How ChatGPT Works (Part 3) - Creating a map of words (Data Scientists)

Explanation for Technical People

This explanation is for data scientists. For others, use these links:

If you’re already comfortable with vector spaces and text embeddings then you only need to scan this part in the series otherwise read on to learn about these concepts explained in a simple way.

Creating a map of words

We learned in Part 1 – All ChatGPT does is complete sentences that ChatGPT and LLM, at its core, is just completing a sentence . In Part 2 – Many tasks are simpler than we thought, we learned that, somewhat surprisingly, many complex tasks can actually be reduced to the simpler task of completing a sentence.

We discussed how ChatGPT completes a sentence by analyzing 250 billion sentences from the internet and digitized books.

The question now is how it is able to use all those sentences to complete the sentence.

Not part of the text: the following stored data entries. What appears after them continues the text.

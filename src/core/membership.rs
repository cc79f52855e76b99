//! Class creation and membership.
//!
//! Invariant maintained here: a class's `members` list and each member's
//! `joined_classes` stay mutually consistent after every operation.

use uuid::Uuid;

use crate::{
    domain::{Document, Group},
    errors::{CoreError, CoreResult},
};

pub struct MembershipService;

impl MembershipService {
    /// Creates a class with the creator as sole member and returns its id.
    ///
    /// The display name is `Class-N` where N is one more than the current
    /// class count; classes are never deleted, so the counter never reuses a
    /// label.
    pub fn create_class(document: &mut Document, creator: &str) -> CoreResult<String> {
        let user = document
            .user_mut(creator)
            .ok_or_else(|| CoreError::NotFound(format!("user `{creator}`")))?;

        let class_id = Uuid::new_v4().to_string();
        user.joined_classes.push(class_id.clone());

        let class_name = format!("Class-{}", document.classes.len() + 1);
        document.classes.insert(
            class_id.clone(),
            Group::new(class_id.as_str(), class_name.as_str(), creator),
        );

        tracing::info!(%creator, %class_id, %class_name, "created class");
        Ok(class_id)
    }

    /// Adds the user to the class. Idempotent: joining a class twice leaves
    /// the document unchanged.
    pub fn join_class(document: &mut Document, username: &str, class_id: &str) -> CoreResult<()> {
        if document.user(username).is_none() {
            return Err(CoreError::NotFound(format!("user `{username}`")));
        }
        let class = document
            .class(class_id)
            .ok_or_else(|| CoreError::NotFound(format!("class `{class_id}`")))?;
        if class.is_member(username) {
            tracing::debug!(%username, %class_id, "already a member");
            return Ok(());
        }

        if let Some(user) = document.user_mut(username) {
            if !user.has_joined(class_id) {
                user.joined_classes.push(class_id.to_owned());
            }
        }
        if let Some(class) = document.class_mut(class_id) {
            class.members.push(username.to_owned());
        }

        tracing::info!(%username, %class_id, "joined class");
        Ok(())
    }
}

#[cfg(test)]
mod tests {
    use super::*;
    use crate::domain::User;

    fn document_with_users(names: &[&str]) -> Document {
        let mut document = Document::default();
        for name in names {
            document
                .users
                .push(User::new(*name, format!("{name}@example.com"), "pw"));
        }
        document
    }

    #[test]
    fn create_class_registers_both_sides_of_the_membership() {
        let mut document = document_with_users(&["alice"]);
        let class_id = MembershipService::create_class(&mut document, "alice").expect("create");

        let class = document.class(&class_id).expect("class present");
        assert_eq!(class.members, vec!["alice"]);
        assert_eq!(class.class_name, "Class-1");
        assert!(class.expenses.is_empty());
        assert!(document.user("alice").unwrap().has_joined(&class_id));
    }

    #[test]
    fn class_names_count_up() {
        let mut document = document_with_users(&["alice"]);
        MembershipService::create_class(&mut document, "alice").expect("create");
        let second = MembershipService::create_class(&mut document, "alice").expect("create");
        assert_eq!(document.class(&second).unwrap().class_name, "Class-2");
    }

    #[test]
    fn create_class_requires_an_existing_creator() {
        let mut document = Document::default();
        let err = MembershipService::create_class(&mut document, "ghost").expect_err("must fail");
        assert!(err.is_not_found(), "got {err:?}");
        assert!(document.classes.is_empty());
    }

    #[test]
    fn join_class_is_idempotent() {
        let mut document = document_with_users(&["alice", "bob"]);
        let class_id = MembershipService::create_class(&mut document, "alice").expect("create");

        MembershipService::join_class(&mut document, "bob", &class_id).expect("first join");
        MembershipService::join_class(&mut document, "bob", &class_id).expect("second join");

        assert_eq!(document.class(&class_id).unwrap().members, vec!["alice", "bob"]);
        let bob = document.user("bob").unwrap();
        assert_eq!(bob.joined_classes, vec![class_id]);
    }

    #[test]
    fn join_unknown_class_reports_not_found() {
        let mut document = document_with_users(&["bob"]);
        let err =
            MembershipService::join_class(&mut document, "bob", "missing").expect_err("must fail");
        assert!(err.is_not_found(), "got {err:?}");
        assert!(document.user("bob").unwrap().joined_classes.is_empty());
    }
}
//! Serde data model for the persisted document: users, classes, and the
//! expense records their ledgers hold.

pub mod document;
pub mod expense;
pub mod group;
pub mod user;

pub use document::Document;
pub use expense::{allocate_id, Expense, ExpenseInput};
pub use group::Group;
pub use user::User;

The first step is to create a map of words.

Map of addresses

person wearing beige sweater holding map inside vehicle — Photo by Dominika Roseclay on Pexels.com

Let’s first start with a concept we are all very familiar with. A map of addresses that we use to navigate every day.

Why do we need to create a map? Why can’t we just use a list of addresses?

For example, a list of addresses would be:

1523 Pine Street, San Francisco, CA 94109
100 Broadway, Oakland, CA 94607
1180 Oak Grove Road, Walnut Creek, CA 94598

A list of addresses doesn’t tell us which addresses are close to each other and which are farther from each other. It doesn’t tell us the path you would have to take to get from one address to another.

So if our goal is to find addresses that are close to each other then a list of addresses is not that useful.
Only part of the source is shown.